Ishiguro a des origines japonaises, mais son roman reste très anglais, par la moindre virgule et jusqu'au dernier point. Il décrit la vie méticuleuse d'un majordome qui fait passer son état et son travail avant sa vie. Ce majordome est le narrateur du roman, il nous raconte ses souvenirs, ceux d'une période faste pour Darlington, et d'une période trouble pour l'histoire. Son dévouement à son maître, et à ses tâches quotidiennes, sont comme des œillères. Ishiguro utilise une écriture qui colle parfaitement à l'état d'esprit du personnage, sa manière de s'exprimer et de penser,
la désuétude de certaines formulations, son flegme tellement british.
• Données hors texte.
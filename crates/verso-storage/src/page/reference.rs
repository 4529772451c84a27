//! References to on-disk page fragments.

use serde::{Deserialize, Serialize};
use std::fmt;

use verso_common::types::PageKey;

/// The on-disk location of a page or page fragment.
///
/// A reference is a relation, not ownership: pages carry references to
/// prior fragments and to child pages, but the reconstruction engine never
/// dereferences one itself. Resolving a reference to bytes is the job of
/// the surrounding storage layer.
#[derive(Clone, Copy, PartialEq, Eq, Hash, Serialize, Deserialize)]
pub struct PageReference {
    /// Storage-file offset of the referenced fragment.
    key: u64,
    /// Logical page the referenced fragment belongs to, when known.
    page_key: Option<PageKey>,
}

impl PageReference {
    /// Creates a reference to the fragment stored at `key`.
    #[inline]
    #[must_use]
    pub const fn new(key: u64) -> Self {
        Self {
            key,
            page_key: None,
        }
    }

    /// Annotates the reference with the logical page it points into.
    #[inline]
    #[must_use]
    pub const fn with_page_key(mut self, page_key: PageKey) -> Self {
        self.page_key = Some(page_key);
        self
    }

    /// Returns the storage-file offset.
    #[inline]
    #[must_use]
    pub const fn key(self) -> u64 {
        self.key
    }

    /// Returns the logical page key, if annotated.
    #[inline]
    #[must_use]
    pub const fn page_key(self) -> Option<PageKey> {
        self.page_key
    }
}

impl fmt::Debug for PageReference {
    fn fmt(&self, f: &mut fmt::Formatter<'_>) -> fmt::Result {
        match self.page_key {
            Some(page_key) => write!(f, "PageReference({} -> {})", self.key, page_key),
            None => write!(f, "PageReference({})", self.key),
        }
    }
}

#[cfg(test)]
mod tests {
    use super::*;

    #[test]
    fn test_annotation() {
        let reference = PageReference::new(4096);
        assert_eq!(reference.key(), 4096);
        assert_eq!(reference.page_key(), None);

        let annotated = reference.with_page_key(PageKey::new(3));
        assert_eq!(annotated.key(), 4096);
        assert_eq!(annotated.page_key(), Some(PageKey::new(3)));
    }
}
//! Engine configuration.
//!
//! A [`ResourceConfig`] is fixed when a database is created and never
//! changes afterwards: fragments written under one configuration are only
//! reconstructible under the same configuration.

use serde::{Deserialize, Serialize};

use verso_common::constants::{DEFAULT_REVS_TO_RESTORE, NDP_NODE_COUNT};
use verso_common::error::{VersoError, VersoResult};

use crate::versioning::Versioning;

/// Immutable per-database configuration of the reconstruction engine.
#[derive(Debug, Clone, PartialEq, Eq, Serialize, Deserialize)]
pub struct ResourceConfig {
    /// The versioning strategy fragments are written and folded under.
    pub versioning: Versioning,

    /// The window `w`: how many revisions a reconstruction fold may range
    /// across. Must be at least 1.
    pub revs_to_restore: u32,

    /// Fixed entry capacity of every page.
    pub entries_per_page: usize,
}

impl Default for ResourceConfig {
    fn default() -> Self {
        Self {
            versioning: Versioning::Incremental,
            revs_to_restore: DEFAULT_REVS_TO_RESTORE,
            entries_per_page: NDP_NODE_COUNT,
        }
    }
}

impl ResourceConfig {
    /// Creates a configuration for the given strategy with default window
    /// and page capacity.
    pub fn new(versioning: Versioning) -> Self {
        Self {
            versioning,
            ..Default::default()
        }
    }

    /// Sets the reconstruction window.
    #[must_use]
    pub fn with_revs_to_restore(mut self, revs_to_restore: u32) -> Self {
        self.revs_to_restore = revs_to_restore;
        self
    }

    /// Sets the per-page entry capacity.
    #[must_use]
    pub fn with_entries_per_page(mut self, entries_per_page: usize) -> Self {
        self.entries_per_page = entries_per_page;
        self
    }

    /// Validates the configuration.
    pub fn validate(&self) -> VersoResult<()> {
        if self.revs_to_restore == 0 {
            return Err(VersoError::invariant("revs_to_restore must be at least 1"));
        }
        if self.entries_per_page == 0 {
            return Err(VersoError::invariant("entries_per_page must be at least 1"));
        }
        Ok(())
    }
}

#[cfg(test)]
mod tests {
    use super::*;

    #[test]
    fn test_default_config() {
        let config = ResourceConfig::default();
        assert_eq!(config.versioning, Versioning::Incremental);
        assert_eq!(config.revs_to_restore, DEFAULT_REVS_TO_RESTORE);
        assert_eq!(config.entries_per_page, NDP_NODE_COUNT);
        assert!(config.validate().is_ok());
    }

    #[test]
    fn test_builder() {
        let config = ResourceConfig::new(Versioning::SlidingSnapshot)
            .with_revs_to_restore(3)
            .with_entries_per_page(4);
        assert_eq!(config.versioning, Versioning::SlidingSnapshot);
        assert_eq!(config.revs_to_restore, 3);
        assert_eq!(config.entries_per_page, 4);
        assert!(config.validate().is_ok());
    }

    #[test]
    fn test_validation() {
        let config = ResourceConfig::default().with_revs_to_restore(0);
        assert!(config.validate().is_err());

        let config = ResourceConfig::default().with_entries_per_page(0);
        assert!(config.validate().is_err());
    }
}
L'auteur parvient aussi à nous faire ressentir cette existence faite de lenteur et d'attente, où on ne peut même pas se permettre de s'ennuyer. C'est le bilan d'une vie, durant six jours de vacances, les souvenirs émergent par petites vagues, et de manière implacable on assiste, à la croisée des chemins, à un beau gâchis ; la mélancolie qui se dégage du livre est troublante par son intensité. La rigidité aristocratique du majordome, sous les rayons du soleil couchant, se craquèle pourtant de manière infime, il en devient touchant lorsqu'il échafaude son projet d'existence "Il est peut-être temps, décidément, que j'envisage toute la question du badinage de façon un peu plus enthousiaste. Après tout, quand on y pense, ce n'est pas un centre d'intérêt si stupide - surtout s'il s'avère que le badinage est la clef de la chaleur humaine".
Majordome
Un roman extrêmement bien écrit, exigeant ou les réflexions et considérations d'un majordome à l'anglaise ; un parfum suranné flotte autour de cette histoire, éloge de la lenteur, de la retenue, de la dignité. C'est étonnant.